The spread of nuclear weapons is a pressing issue the United States must recognize and address, experts said during a two-day conference on campus this week.
Over 30 scholars, government officials and other experts, including several UCLA faculty members, convened in Covel Commons on Tuesday and Wednesday to discuss nuclear issues ranging from changing technology to challenges the next presidential administration will likely face.
“Nuclear weapons continue to pose an existential threat to our nation and to civilization,” said former Secretary of Defense William Perry during the conference’s keynote address Tuesday afternoon. “The greatest danger today is that a terror group will detonate (a nuclear bomb) in one of our cities.”
During a series of panels and breakout sessions over the span of the two days, experts explored that and other possibilities, including regional nuclear threats such as Iran and North Korea.
North Korea successfully tested a nuclear bomb for the first time in October 2006, and though Iran does not currently have nuclear weapons, they are pursuing a nuclear energy program that some international experts believe could lead to weapons capability.
“I think we should be really, really worried about the potential of Iran for getting nuclear weapons,” said Scott Sagan, a political science professor from Stanford University, during a breakout session focusing on Iran.
“In the real world, nuclear weapons aren’t controlled by states … or even statesmen. They’re controlled by normal, fallible people in normal, fallible organizations.”
But Nikki Keddie, a UCLA professor emerita of history who has authored numerous articles and books on Iran, emphasized the importance of mutual understanding and communication between the U.S. and Iran.
“There is a lengthy history of fear and suspicion that I think is very relevant to the nuclear issue,” she said.
In the case of both Iran and North Korea, the U.S. has diminished its chances of successful negotiation and deterrence by simultaneously calling for the overthrow of those countries’ ruling regimes and asking those same regimes to make concessions, Keddie said.

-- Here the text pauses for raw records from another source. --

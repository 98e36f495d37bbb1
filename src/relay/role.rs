//! Role negotiation on a freshly accepted connection.
//!
//! The first line decides the peer's role. `GET_COMMANDS` asks for the
//! consumer slot; anything else makes the peer a producer whose first
//! command is that same line.

use futures_util::StreamExt;
use tokio::io::{AsyncRead, AsyncWrite};
use tokio_util::codec::{FramedRead, FramedWrite};
use tokio_util::sync::CancellationToken;
use tracing::{info, warn};

use crate::relay::codec::shutdown_writer;
use crate::relay::context::RelayContext;
use crate::relay::{consumer, producer, GET_COMMANDS};
use crate::Result;

/// Role claimed by a connection's first line.
#[derive(Debug, Clone, PartialEq, Eq)]
pub enum Role {
    /// Peer asked to drain the queue.
    Consumer,
    /// Peer submits commands; `first_command` is the line already read.
    Producer {
        /// Negotiation line, processed as the first command.
        first_command: String,
    },
}

impl Role {
    /// Classify a connection by its first line.
    #[must_use]
    pub fn from_first_line(line: String) -> Self {
        if line == GET_COMMANDS {
            Self::Consumer
        } else {
            Self::Producer {
                first_command: line,
            }
        }
    }
}

/// How a negotiated connection ended.
#[derive(Debug, Clone, PartialEq, Eq)]
pub enum Outcome {
    /// Stream closed (or shutdown began) before the first line arrived.
    ClosedBeforeRole,
    /// Consumer candidate turned away because the slot was occupied.
    ConsumerRejected,
    /// A consumer session ran and ended.
    Consumer(consumer::ConsumerReport),
    /// A producer session ran; `inserted` commands were enqueued.
    Producer {
        /// Commands enqueued and acknowledged.
        inserted: u64,
    },
}

/// Read the first line from `stream` and run the matching session.
///
/// The stream is closed on every exit path, including the rejection of a
/// second consumer.
///
/// # Errors
///
/// Returns the I/O or framing error that ended the session early. Such
/// errors never affect other connections.
pub async fn negotiate<S>(
    stream: S,
    ctx: &RelayContext,
    ct: &CancellationToken,
) -> Result<Outcome>
where
    S: AsyncRead + AsyncWrite + Send + 'static,
{
    let (read_half, write_half) = tokio::io::split(stream);
    let mut lines = FramedRead::new(read_half, ctx.codec());
    let mut writer = FramedWrite::new(write_half, ctx.codec());

    let first = tokio::select! {
        biased;
        () = ct.cancelled() => None,
        item = lines.next() => item,
    };

    let line = match first {
        None => {
            info!("connection closed before role negotiation");
            shutdown_writer(writer).await;
            return Ok(Outcome::ClosedBeforeRole);
        }
        Some(Err(err)) => {
            shutdown_writer(writer).await;
            return Err(err);
        }
        Some(Ok(line)) => line,
    };

    match Role::from_first_line(line) {
        Role::Consumer => {
            let Some(guard) = ctx.slot.try_acquire() else {
                warn!("consumer rejected: another consumer is already connected");
                shutdown_writer(writer).await;
                return Ok(Outcome::ConsumerRejected);
            };
            info!(session = guard.session(), "consumer connected");
            let report = consumer::run_consumer(
                lines,
                writer,
                ctx.queue.clone(),
                ctx.slot.clone(),
                guard,
                ct,
            )
            .await;
            Ok(Outcome::Consumer(report))
        }
        Role::Producer { first_command } => {
            info!("producer connected");
            let inserted =
                producer::run_producer(first_command, lines, writer, &ctx.queue, ct).await?;
            Ok(Outcome::Producer { inserted })
        }
    }
}
#![forbid(unsafe_code)]

//! `command-relay` — live command relay server binary.
//!
//! Loads configuration, binds the relay listener, and serves producers and
//! the single consumer until SIGINT/SIGTERM.

use std::path::PathBuf;
use std::sync::Arc;

use clap::{Parser, ValueEnum};
use tokio_util::sync::CancellationToken;
use tracing::{error, info, warn};
use tracing_subscriber::fmt::format::FmtSpan;
use tracing_subscriber::{fmt, EnvFilter};

use command_relay::config::RelayConfig;
use command_relay::demo::spawn_demo_producer;
use command_relay::relay::{RelayContext, RelayListener};
use command_relay::{AppError, Result, DEFAULT_LOG_FILTER};

#[derive(Debug, Copy, Clone, Eq, PartialEq, ValueEnum)]
enum LogFormat {
    Text,
    Json,
}

#[derive(Debug, Parser)]
#[command(name = "command-relay", about = "Live command relay server", version, long_about = None)]
struct Cli {
    /// Path to the TOML configuration file. Defaults apply when omitted.
    #[arg(long)]
    config: Option<PathBuf>,

    /// Listening port; overrides the config file and environment.
    #[arg(long)]
    port: Option<u16>,

    /// Log output format (text or json).
    #[arg(long, value_enum, default_value_t = LogFormat::Text)]
    log_format: LogFormat,
}

fn main() -> Result<()> {
    let args = Cli::parse();
    init_tracing(args.log_format)?;
    info!("command-relay bootstrap");

    tokio::runtime::Builder::new_multi_thread()
        .enable_all()
        .build()
        .map_err(|err| AppError::Config(format!("failed to build tokio runtime: {err}")))?
        .block_on(run(args))
}

async fn run(args: Cli) -> Result<()> {
    // ── Load configuration ──────────────────────────────
    let mut config = match args.config {
        Some(ref path) => RelayConfig::load_from_path(path)?,
        None => RelayConfig::default(),
    };
    config.apply_env_overrides()?;
    if let Some(port) = args.port {
        config.port = port;
    }
    info!(
        port = config.port,
        queue_capacity = config.queue_capacity,
        "configuration loaded"
    );

    // ── Bind listener (fatal on failure) ────────────────
    let listener = RelayListener::bind(config.listen_addr()?)
        .await
        .map_err(|err| {
            error!(%err, "error while creating server socket");
            err
        })?;
    info!(addr = %listener.local_addr(), "relay listening");

    let ctx = Arc::new(RelayContext::from_config(&config));
    let ct = CancellationToken::new();

    let listener_handle = listener.spawn(Arc::clone(&ctx), ct.clone());

    let demo_handle = if config.demo.enabled {
        info!(
            commands = config.demo.commands.len(),
            interval_seconds = config.demo.interval_seconds,
            "demo producer started"
        );
        Some(spawn_demo_producer(
            config.demo.clone(),
            ctx.queue.clone(),
            ct.clone(),
        ))
    } else {
        None
    };

    // ── Wait for shutdown signal ────────────────────────
    let signal = shutdown_signal().await;
    info!(signal, "shutdown signal received");
    ct.cancel();

    let _ = listener_handle.await;
    if let Some(handle) = demo_handle {
        let _ = handle.await;
    }
    info!(queued = ctx.queue.len(), "command-relay shut down");

    Ok(())
}

/// Wait for SIGINT or SIGTERM and name the one received.
async fn shutdown_signal() -> &'static str {
    #[cfg(unix)]
    {
        use tokio::signal::unix::{signal, SignalKind};

        match signal(SignalKind::terminate()) {
            Ok(mut sigterm) => tokio::select! {
                _ = tokio::signal::ctrl_c() => "SIGINT",
                _ = sigterm.recv() => "SIGTERM",
            },
            Err(err) => {
                warn!(%err, "failed to register SIGTERM handler, using ctrl-c only");
                wait_ctrl_c().await
            }
        }
    }

    #[cfg(not(unix))]
    {
        wait_ctrl_c().await
    }
}

async fn wait_ctrl_c() -> &'static str {
    if let Err(err) = tokio::signal::ctrl_c().await {
        error!(%err, "ctrl-c handler failed; shutting down");
    }
    "SIGINT"
}

fn init_tracing(log_format: LogFormat) -> Result<()> {
    let env_filter =
        EnvFilter::try_from_default_env().unwrap_or_else(|_| EnvFilter::new(DEFAULT_LOG_FILTER));

    // Closing a `relay_conn` or `consumer` span logs the connection's lifetime.
    let subscriber = fmt()
        .with_env_filter(env_filter)
        .with_span_events(FmtSpan::CLOSE);

    let installed = match log_format {
        LogFormat::Text => subscriber.with_target(false).try_init(),
        LogFormat::Json => subscriber.json().with_current_span(true).try_init(),
    };
    installed.map_err(|err| AppError::Config(format!("failed to init tracing: {err}")))
}
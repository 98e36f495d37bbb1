//! Bounded, ordered command queue shared by every session.
//!
//! Producers insert with [`CommandQueue::push`], which waits while the queue
//! is full. The active consumer's pusher removes with [`CommandQueue::pop`],
//! which waits while the queue is empty. Both are cancel-safe: dropping a
//! pending call neither loses nor duplicates a command.

use std::sync::Arc;

use tokio::sync::{mpsc, Mutex};

use crate::{AppError, Result};

/// Largest capacity a queue can be created with.
pub const MAX_QUEUE_CAPACITY: usize = tokio::sync::Semaphore::MAX_PERMITS;

/// Process-wide FIFO of command lines with fixed capacity.
///
/// Cloning yields another handle to the same queue.
#[derive(Debug, Clone)]
pub struct CommandQueue {
    tx: mpsc::Sender<String>,
    rx: Arc<Mutex<mpsc::Receiver<String>>>,
}

impl CommandQueue {
    /// Create an empty queue holding at most `capacity` commands.
    ///
    /// `capacity` is clamped to `1..=MAX_QUEUE_CAPACITY`.
    #[must_use]
    pub fn new(capacity: usize) -> Self {
        let (tx, rx) = mpsc::channel(capacity.clamp(1, MAX_QUEUE_CAPACITY));
        Self {
            tx,
            rx: Arc::new(Mutex::new(rx)),
        }
    }

    /// Append `command`, waiting for free space while the queue is full.
    ///
    /// # Errors
    ///
    /// Returns `AppError::QueueClosed` if the receiving side was dropped.
    pub async fn push(&self, command: String) -> Result<()> {
        self.tx
            .send(command)
            .await
            .map_err(|_| AppError::QueueClosed("receiver dropped".into()))
    }

    /// Remove the oldest command, waiting while the queue is empty.
    ///
    /// Only one caller removes at a time; concurrent callers wait their turn.
    ///
    /// # Errors
    ///
    /// Returns `AppError::QueueClosed` if every sender was dropped.
    pub async fn pop(&self) -> Result<String> {
        let mut rx = self.rx.lock().await;
        rx.recv()
            .await
            .ok_or_else(|| AppError::QueueClosed("all senders dropped".into()))
    }

    /// Number of commands currently queued.
    #[must_use]
    pub fn len(&self) -> usize {
        self.tx.max_capacity() - self.tx.capacity()
    }

    /// Whether no command is queued.
    #[must_use]
    pub fn is_empty(&self) -> bool {
        self.len() == 0
    }

    /// Maximum number of commands the queue holds.
    #[must_use]
    pub fn capacity(&self) -> usize {
        self.tx.max_capacity()
    }
}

Former UCLA Chancellor Albert Carnesale, whose background is in nuclear engineering and nonproliferation diplomacy, said he agreed that the U.S. has sent mixed messages to nations such as Iran and North Korea by condemning their pursuit of nuclear capability even as the U.S. maintains an arsenal of nearly 10,000 warheads.
But Carnesale also called deterrence efforts essential, because terrorist groups could buy or steal a nuclear weapon from a country that has them legally.
Another breakout session later in the day focused specifically on the possibility of nuclear terrorism.
Brian Jenkins, a UCLA alumnus and current senior advisor to the president of the RAND Corporation, said during the session that Sept. 11 made people take nuclear terrorism more seriously.
“(Sept. 11) had an enormous impact on people’s thinking,” he said. “It redefined plausibility. … Undoubtedly, (nuclear weapons capability) will continue to be a source of public apprehension.”
Jenkins suggested that the best way to deter terrorist groups from using nuclear weapons is to make it clear that such an action would result in retaliatory, and possibly additional pre-emptive, efforts from nations around the globe.
Speakers spent the later part of Wednesday formulating other policy suggestions as they discussed what challenges the next presidential administration would likely face with regard to nuclear weapons.
Panelists took different approaches to dealing with the future of nuclear weapons, ranging from involving China more heavily in nonproliferation efforts to reducing the U.S.’s own nuclear stockpile.
But all the speakers repeatedly emphasized that the nuclear issue will be an ongoing one.
“What we know about the challenge of nuclear proliferation is that it’s long-term and it’s not going away,” said retired Gen. Wesley Clark, a senior fellow at UCLA’s Burkle Center for International Relations and a key conference organizer.